Dubious water source which may have caused digestive malfunction
The Dirty 600 was not without its own Hurt-like idiosyncrasies, with Brad throwing in a ‘for shits and giggles’ loop up the Boree track to get the kilometre’s and vistas up. It ended up being a fantastic section of trail with the hills just short enough for momentum to be carried. However it was at this point when a cruel digestive ailment struck me mid pedal stroke. Dropping my bike and dashing for the bush with toilet paper in hand, I cursed the evil microbes that had rendered my bacon breakfast to liquid. Taking my time to make sure my stomach was settled we set off again feeling decidedly average, not even the high speed 84km/h run to the Wollombi valley could lift my spirits. Stopping at the store then the pub I picked at a hearty evening meal with surprising disinterest. My digestive disconnect provided mixed feedback to my normally over ambitious gullet. Taking my time I managed to get through most of it, and saddling up again we headed for what we hoped would be our final camp.

Shortly after loudly proclaiming the lameness of Australian hills in comparison to the steep cols of Banks Penininsula (especially as arranged in the Petite Brevet), the road pinched upwards into the sky. Only the small illuminated patch of our headlights kept us from seeing the soul destroying climb ahead of us, and so we stayed on our bikes, winching our bikes up the road, knees and crank bolts creaking all the way. Passing a wombat rescue centre we chose a flat spot and bivied for the night.

Upper Colo to Pokolbin State Forest, 215km, 12 hours, 3371m. Critters of note: Wombat, Deer, Owl.
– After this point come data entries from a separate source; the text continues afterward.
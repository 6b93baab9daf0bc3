//! Assistant flows backed by an external text-generation service.
//!
//! The service is modeled as a single capability: hand it an instruction
//! block plus the JSON shape the answer must take, get back a value in that
//! shape or an error. Two flows sit on top:
//!
//! - `NegotiationAssistant` — drafts the next message (and optionally a new
//!   price) for an ongoing buyer/seller negotiation.
//! - `MarketAnalyst` — produces a descriptive market report for a
//!   brand/model/trim/location query.
//!
//! Both flows validate their input before the service is contacted, validate
//! the output shape strictly, and otherwise pass the generated content
//! through untouched. The generator decides prices and wording; nothing here
//! second-guesses it.

pub mod client;
pub mod generate;
pub mod insight;
pub mod negotiation;
pub mod prompts;

pub use client::GenerationClient;
pub use generate::{GenerationError, GenerationRequest, StructuredGenerator};
pub use insight::MarketAnalyst;
pub use negotiation::NegotiationAssistant;
pub use prompts::PromptLibrary;
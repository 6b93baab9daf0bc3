use serde::{Deserialize, Serialize};

use crate::errors::{DomainError, FieldError};

#[derive(Clone, Debug, PartialEq, Eq, Serialize, Deserialize)]
pub struct MarketInsightQuery {
    pub brand: String,
    pub model: String,
    pub trim: String,
    /// Governorate and area, e.g. `Baghdad, Al-Mansour`.
    pub location: String,
}

impl MarketInsightQuery {
    /// Field presence only. The query is forwarded to the analyst even when
    /// the brand/model/trim combination exists in no reference data.
    pub fn validate(&self) -> Result<(), DomainError> {
        let mut fields = Vec::new();
        for (name, value) in [
            ("brand", &self.brand),
            ("model", &self.model),
            ("trim", &self.trim),
            ("location", &self.location),
        ] {
            if value.trim().is_empty() {
                fields.push(FieldError::new(name, format!("{name} is required")));
            }
        }

        if fields.is_empty() {
            Ok(())
        } else {
            Err(DomainError::Validation(fields))
        }
    }
}

/// Descriptive market aggregates as returned by the analyst. The listing
/// count is taken at face value, without lower or upper bound checks.
#[derive(Clone, Debug, PartialEq, Serialize, Deserialize)]
pub struct MarketInsightReport {
    pub active_listings: f64,
    pub high_demand_areas: String,
    pub average_selling_time: String,
    pub supply_demand_ratio: String,
    /// Expected price with a confidence qualifier.
    pub expected_market_price: String,
}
The final Countdown (Day 3)...
After an early and chilly night, we packed up our camp and wolfed down a packet of Oreos each to fuel us for the descent to Cessnock. Starting up high we’d wrapped up warm, but as the inevitable ridge pinches hit we stripped off layers and stuffed them back in our bags. After a short section of rocky singletrack we picked up speed on the descent, only to execute some high speed swerves to dodge some startled Kangaroos who chose a path through our front spokes as the path of least resistance. Hearts racing, they settled as we re-joined tarseal and took in the awesome sunrise which was happening over a mist shrouded Cessnock.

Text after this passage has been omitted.